Echo State Networks for data-driven downhole pressure estimation in gas-lift oil wells

Abstract

Process measurements are of vital importance for monitoring and control of industrial plants. When we consider offshore oil production platforms, wells that require gas-lift technology to yield oil production from low pressure oil reservoirs can become unstable under some conditions. This undesirable phenomenon is usually called slugging flow, and can be identified by an oscillatory behavior of the downhole pressure measurement.
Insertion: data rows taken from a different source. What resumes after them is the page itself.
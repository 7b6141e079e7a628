//! The two axes of an annotated matrix.

use std::fmt;

/// One of the two axes of an annotated matrix.
///
/// `Obs` is the row axis (observations), `Var` the column axis
/// (variables). Every aligned component belongs to exactly one axis.
#[derive(Clone, Copy, Debug, PartialEq, Eq, Hash, PartialOrd, Ord)]
pub enum Axis {
    /// Rows of `X`; annotated by `obs`, aligned with `obsm`.
    Obs,
    /// Columns of `X`; annotated by `var`, aligned with `varm`.
    Var,
}

impl Axis {
    /// Name of the axis annotation table (`"obs"` or `"var"`).
    pub fn table_name(self) -> &'static str {
        match self {
            Self::Obs => "obs",
            Self::Var => "var",
        }
    }

    /// Name of the axis-aligned multi-array map (`"obsm"` or `"varm"`).
    pub fn multi_array_name(self) -> &'static str {
        match self {
            Self::Obs => "obsm",
            Self::Var => "varm",
        }
    }

    /// Name of the axis name index (`"obs_names"` or `"var_names"`).
    pub fn names_name(self) -> &'static str {
        match self {
            Self::Obs => "obs_names",
            Self::Var => "var_names",
        }
    }
}

impl fmt::Display for Axis {
    fn fmt(&self, f: &mut fmt::Formatter<'_>) -> fmt::Result {
        f.write_str(self.table_name())
    }
}
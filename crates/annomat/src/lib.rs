//! annomat: annotated 2-D data matrices with copy-on-write views.
//!
//! This is the top-level facade crate that re-exports the public API from
//! the annomat sub-crates.
//!
//! # Quick start
//!
//! ```rust
//! use annomat::prelude::*;
//! use ndarray::array;
//!
//! let root = AnnotatedMatrixConfig::new(array![[1.0, 2.0], [3.0, 4.0], [5.0, 6.0]])
//!     .with_obs(Annotations::new(["a", "b", "c"]).with_column("n", 0..3i64))
//!     .build()
//!     .unwrap();
//!
//! // Indexing yields a view sharing the root's storage.
//! let mut view = root.slice(["c", "a"], ..).unwrap();
//! assert!(view.is_view());
//!
//! // Element writes go through to the root.
//! view.x().set(0, 0, 50.0).unwrap();
//! assert_eq!(root.x().get(2, 0), Some(50.0));
//!
//! // Structural writes detach the view first.
//! view.set_obs_column("flag", vec![true, false]).unwrap();
//! assert!(!view.is_view());
//! assert!(!root.obs().contains_column("flag"));
//! ```
//!
//! # Modules
//!
//! | Module | Sub-crate | Contents |
//! |--------|-----------|----------|
//! | [`types`] | `annomat-core` | Axes, selectors, columns, values, errors |
//! | [`data`] | `annomat-data` | Storage components, the container, construction config |

#![deny(missing_docs)]
#![deny(rustdoc::broken_intra_doc_links)]
#![forbid(unsafe_code)]

/// Core types (`annomat-core`).
///
/// Contains [`types::Axis`], [`types::SelectorSpec`] and
/// [`types::Selection`], [`types::Column`], [`types::Value`], and
/// [`types::AnnError`].
pub use annomat_core as types;

/// Storage components and the container (`annomat-data`).
///
/// [`data::AnnotatedMatrix`] is the entry point; build one with
/// [`data::AnnotatedMatrixConfig`].
pub use annomat_data as data;

/// Common imports for typical annomat usage.
///
/// ```rust
/// use annomat::prelude::*;
/// ```
pub mod prelude {
    // Core types
    pub use annomat_core::{AnnError, Axis, Column, Scalar, Selection, SelectorSpec, Value};

    // Container
    pub use annomat_data::{
        AnnotatedMatrix, AnnotatedMatrixConfig, Annotations, ArrayMap, ContainerState, ValueMap,
    };
}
Given the importance of this measurement and the unreliability of the related sensor, this work aims at designing data-driven soft-sensors for downhole pressure estimation in two contexts: one for speeding up first-principle model simulation of a vertical riser model; and another for estimating the downhole pressure using real-world data from an oil well from Petrobras based only on topside platform measurements. Both tasks are tackled by employing Echo State Networks (ESN) as an efficient technique for training Recurrent Neural Networks. We show that a single ESN is capable of robustly modeling both the slugging flow behavior and a steady state based only on a square wave input signal representing the production choke opening in the vertical riser. Besides, we compare the performance of a standard network to the performance of a multiple timescale hierarchical architecture in the second task and show that the latter architecture performs better in modeling both large irregular transients and more commonly occurring small oscillations.